I built the CRE Intelligence Platform to collapse that into one query. You type an address; about four seconds later you get a source-cited feasibility report with a buildable massing model and a pro forma you can actually adjust.

The latency problem came first

The naive version of this is a chain: resolve the address, then fetch the lot, then pull the comps, then ask the model. Done sequentially against three separate city APIs, you're staring at a spinner for fifteen-plus seconds — and on Vercel's serverless timeouts, sometimes you're staring at an error instead.

So the pipeline fans out instead of queuing up. Once GeoSearch hands back a BBL (the borough-block-lot ID), the PLUTO lookup and the ACRIS deed-sales query fire in parallel with asyncio.gather, and the zoning context comes from a small RAG index rather than a live call. By the time the data is assembled, it's one compiled record — which means one Claude turn, not a multi-step agent loop. That single-turn decision is most of where the four seconds comes from.

# resolve once, then fetch everything that doesn't depend on each other together
bbl = await geosearch(address)
lot, comps = await asyncio.gather(
    pluto_lookup(bbl),
    acris_deed_sales(bbl, radius_m=400),
)
zoning = zoning_rag.retrieve(lot.zoning_district)
report = await claude.evaluate(lot=lot, comps=comps, zoning=zoning)

Skipping WebGL on purpose

The buildable-massing visualizer — the little 3D block that scales with footprint and allowable stories — is pure CSS 3D transforms. No Three.js, no WebGL context. For a shape this simple it's the right call: the bundle stays tiny, it renders instantly on a phone, and there's nothing to crash. Reaching for a 3D engine here would've been resume-driven development.
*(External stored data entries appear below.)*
impl InboundProcessor {
    pub fn new(
        db: Arc<dyn Database>,
        crm: Arc<dyn CrmAdapter>,
        llm: Arc<dyn LlmProvider>,
        sender: Arc<dyn MessageSender>,
        settings: InboundSettings,
    ) -> Self {
        let context = ContextBuilder::new(db.clone(), crm.clone(), settings.crm_timeout)
            .with_history_window(settings.history_window);
        Self {
            db,
            crm,
            llm,
            sender,
            context,
            settings,
            in_flight: Mutex::new(HashSet::new()),
        }
    }

    /// Claim `id` for this process, or `None` if another task holds it.
    fn claim(&self, id: &str) -> Option<Claim<'_>> {
        let mut in_flight = self.in_flight.lock().unwrap_or_else(PoisonError::into_inner);
        in_flight.insert(id.to_string()).then(|| Claim {
            in_flight: &self.in_flight,
            id: id.to_string(),
        })
    }

    /// Subscription handshake. The token must belong to exactly one tenant.
    pub async fn verify(
        &self,
        mode: Option<&str>,
        token: Option<&str>,
        challenge: Option<&str>,
    ) -> Result<Verification, DatabaseError> {
        let (Some(mode), Some(token), Some(challenge)) = (mode, token, challenge) else {
            return Ok(Verification::BadRequest("missing hub.mode, hub.verify_token or hub.challenge"));
        };
        if mode != "subscribe" {
            return Ok(Verification::BadRequest("hub.mode must be subscribe"));
        }
        if token.is_empty() {
            return Ok(Verification::Forbidden);
        }

        let mut tenants = self.db.find_tenants_by_verify_token(token).await?;
        match tenants.len() {
            1 => {
                let tenant_id = tenants.remove(0);
                info!(tenant_id = %tenant_id, "Webhook verified");
                Ok(Verification::Accepted {
                    tenant_id,
                    challenge: challenge.to_string(),
                })
            }
            0 => {
                warn!("Webhook verification with unknown token");
                Ok(Verification::Forbidden)
            }
            n => {
                warn!(matches = n, "Webhook verification token is shared by several tenants");
                Ok(Verification::Forbidden)
            }
        }
    }

    /// Handle one delivery. Always completes; the caller acks with 200.
    pub async fn process_delivery(&self, body: &[u8], signature: Option<&str>) -> Outcome {
        let routed = match self.route(body, signature).await {
            Ok(routed) => routed,
            Err(outcome) => {
                if let Outcome::Skipped { stage, reason } = &outcome {
                    debug!(?stage, ?reason, "Delivery skipped");
                }
                return outcome;
            }
        };

        match self.respond(routed).await {
            Ok(outcome) => outcome,
            Err(e) => {
                error!(error = %e, "Delivery aborted on storage failure");
                Outcome::skipped(Stage::Contextualizing, SkipReason::Storage)
            }
        }
    }

    /// Receiving and Routing: parse, filter, and resolve the tenant.
    async fn route(&self, body: &[u8], signature: Option<&str>) -> Result<Routed, Outcome> {
        let payload: WebhookPayload = serde_json::from_slice(body).map_err(|e| {
            warn!(error = %e, "Unparseable webhook delivery");
            Outcome::skipped(Stage::Receiving, SkipReason::MalformedPayload)
        })?;

        let value = payload
            .first_change()
            .ok_or_else(|| Outcome::skipped(Stage::Receiving, SkipReason::NoMessage))?;
        let message = value
            .first_message()
            .ok_or_else(|| Outcome::skipped(Stage::Receiving, SkipReason::NoMessage))?;
        let Some(text) = message.text_body() else {
            info!(kind = %message.kind, "Ignoring non-text message");
            return Err(Outcome::skipped(
                Stage::Receiving,
                SkipReason::UnsupportedType(message.kind.clone()),
            ));
        };

        let phone_number_id = value
            .phone_number_id()
            .ok_or_else(|| Outcome::skipped(Stage::Routing, SkipReason::MissingChannelId))?;

        let storage = |e: DatabaseError| {
            error!(error = %e, "Tenant lookup failed");
            Outcome::skipped(Stage::Routing, SkipReason::Storage)
        };

        let mut tenants = self
            .db
            .find_tenants_by_channel_id(phone_number_id)
            .await
            .map_err(storage)?;
        let tenant_id = match tenants.len() {
            1 => tenants.remove(0),
            0 => {
                warn!(phone_number_id, "No tenant owns this phone number id");
                return Err(Outcome::skipped(
                    Stage::Routing,
                    SkipReason::UnknownChannel(phone_number_id.to_string()),
                ));
            }
            n => {
                error!(phone_number_id, matches = n, "Phone number id configured on several tenants");
                return Err(Outcome::skipped(
                    Stage::Routing,
                    SkipReason::AmbiguousChannel(phone_number_id.to_string()),
                ));
            }
        };

        let config = self
            .db
            .get_tenant_config(&tenant_id)
            .await
            .map_err(storage)?
            .unwrap_or_default();
        let Some(whatsapp_creds) = config.whatsapp.clone() else {
            warn!(tenant_id = %tenant_id, "Tenant has no messaging credentials");
            return Err(Outcome::skipped(
                Stage::Routing,
                SkipReason::MessagingNotConfigured,
            ));
        };

        if let Some(secret) = whatsapp_creds.app_secret.as_deref().filter(|s| !s.is_empty())
            && !whatsapp::verify_signature(secret, signature, body)
        {
            warn!(tenant_id = %tenant_id, "Webhook signature mismatch, dropping delivery");
            return Err(Outcome::skipped(Stage::Routing, SkipReason::InvalidSignature));
        }

        Ok(Routed {
            tenant_id,
            config,
            whatsapp: whatsapp_creds,
            from: message.from.clone(),
            sender_name: value.sender_name().map(String::from),
            provider_message_id: message.id.clone(),
            text: text.to_string(),
        })
    }

    /// Context, generation, persistence and send.
    async fn respond(&self, msg: Routed) -> Result<Outcome, DatabaseError> {
        let tenant_id = msg.tenant_id.as_str();
        let Some(_claim) = self.claim(&msg.provider_message_id) else {
            info!(
                tenant_id,
                provider_message_id = %msg.provider_message_id,
                "Redelivered message is already being answered"
            );
            return Ok(Outcome::skipped(Stage::Contextualizing, SkipReason::Duplicate));
        };
        info!(tenant_id, from = %msg.from, "Processing inbound message");

        let crm = self
            .context
            .lookup_contact(tenant_id, &msg.config, &msg.from)
            .await;

        let conversation = self
            .db
            .upsert_conversation(tenant_id, &msg.from, msg.sender_name.as_deref())
            .await?;
        let mut history = self.context.load_history(conversation.id).await?;

        let inserted = self
            .db
            .insert_message(
                conversation.id,
                MessageRole::Customer,
                &msg.text,
                Some(&msg.provider_message_id),
            )
            .await?;
        if inserted.is_none() {
            if self.db.reply_follows(&msg.provider_message_id).await? {
                info!(
                    tenant_id,
                    provider_message_id = %msg.provider_message_id,
                    "Redelivered message, reply already handled"
                );
                return Ok(Outcome::skipped(Stage::Contextualizing, SkipReason::Duplicate));
            }
            // Stored by an earlier attempt that never replied. The text is
            // appended again as the final turn.
            warn!(
                tenant_id,
                provider_message_id = %msg.provider_message_id,
                "Redelivered message was never answered, replying now"
            );
            history.retain(|m| m.provider_message_id.as_deref() != Some(msg.provider_message_id.as_str()));
        }

        let context = self.context.build(
            msg.whatsapp.system_prompt.as_deref(),
            &crm,
            &history,
            &msg.text,
        );

        let (reply, used_fallback) = self.generate(tenant_id, context.into_request()).await;

        if let Err(e) = self
            .db
            .insert_message(conversation.id, MessageRole::Agent, &reply, None)
            .await
        {
            error!(tenant_id, error = %e, "Failed to persist reply");
        }

        self.write_crm_note(tenant_id, &msg, &crm, &reply).await;

        let sent = match self.sender.send_text(&msg.whatsapp, &msg.from, &reply).await {
            Ok(receipt) => {
                info!(
                    tenant_id,
                    to = %msg.from,
                    message_id = receipt.message_id.as_deref().unwrap_or_default(),
                    used_fallback,
                    "Reply sent"
                );
                true
            }
            Err(e) => {
                error!(tenant_id, to = %msg.from, error = %e, "Failed to send reply");
                false
            }
        };

        Ok(Outcome::Replied {
            tenant_id: msg.tenant_id.clone(),
            conversation_id: conversation.id,
            reply,
            used_fallback,
            sent,
        })
    }

    /// Generated reply, or the fallback on any failure.
    async fn generate(
        &self,
        tenant_id: &str,
        request: crate::llm::CompletionRequest,
    ) -> (String, bool) {
        match tokio::time::timeout(self.settings.generation_timeout, self.llm.complete(request))
            .await
        {
            Ok(Ok(response)) if !response.content.trim().is_empty() => {
                debug!(
                    tenant_id,
                    model = self.llm.model_name(),
                    input_tokens = response.input_tokens,
                    output_tokens = response.output_tokens,
                    "Reply generated"
                );
                (response.content.trim().to_string(), false)
            }
            Ok(Ok(_)) => {
                warn!(tenant_id, "Generator returned an empty reply, using fallback");
                (FALLBACK_REPLY.to_string(), true)
            }
            Ok(Err(e)) => {
                warn!(tenant_id, error = %e, "Generation failed, using fallback");
                (FALLBACK_REPLY.to_string(), true)
            }
            Err(_) => {
                warn!(
                    tenant_id,
                    timeout_secs = self.settings.generation_timeout.as_secs(),
                    "Generation timed out, using fallback"
                );
                (FALLBACK_REPLY.to_string(), true)
            }
        }
    }

    async fn write_crm_note(&self, tenant_id: &str, msg: &Routed, crm: &CrmContext, reply: &str) {
        let (Some(record_id), Some(creds)) = (crm.record_id(), msg.config.crm()) else {
            return;
        };
        let note = format!(
            "WhatsApp conversation\nCustomer: {}\nReply: {}",
            excerpt(&msg.text),
            excerpt(reply)
        );

        match tokio::time::timeout(
            self.settings.crm_timeout,
            self.crm.add_note(creds, record_id, &note),
        )
        .await
        {
            Ok(Ok(_)) => debug!(tenant_id, record_id, "CRM note added"),
            Ok(Err(e)) => warn!(tenant_id, record_id, error = %e, "Failed to add CRM note"),
            Err(_) => warn!(tenant_id, record_id, "CRM note timed out"),
        }
    }
}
What I'd tell the next person building this

Two things held up. First, in a serverless world, parallelizing your external calls isn't an optimization — it's the difference between shipping and timing out. Second, handing the model raw, compiled context and asking for one grounded judgment beats an elaborate agent that makes ten round-trips to arrive at the same answer more slowly. The agent framing is seductive; the single faithful turn is usually what the user actually wants.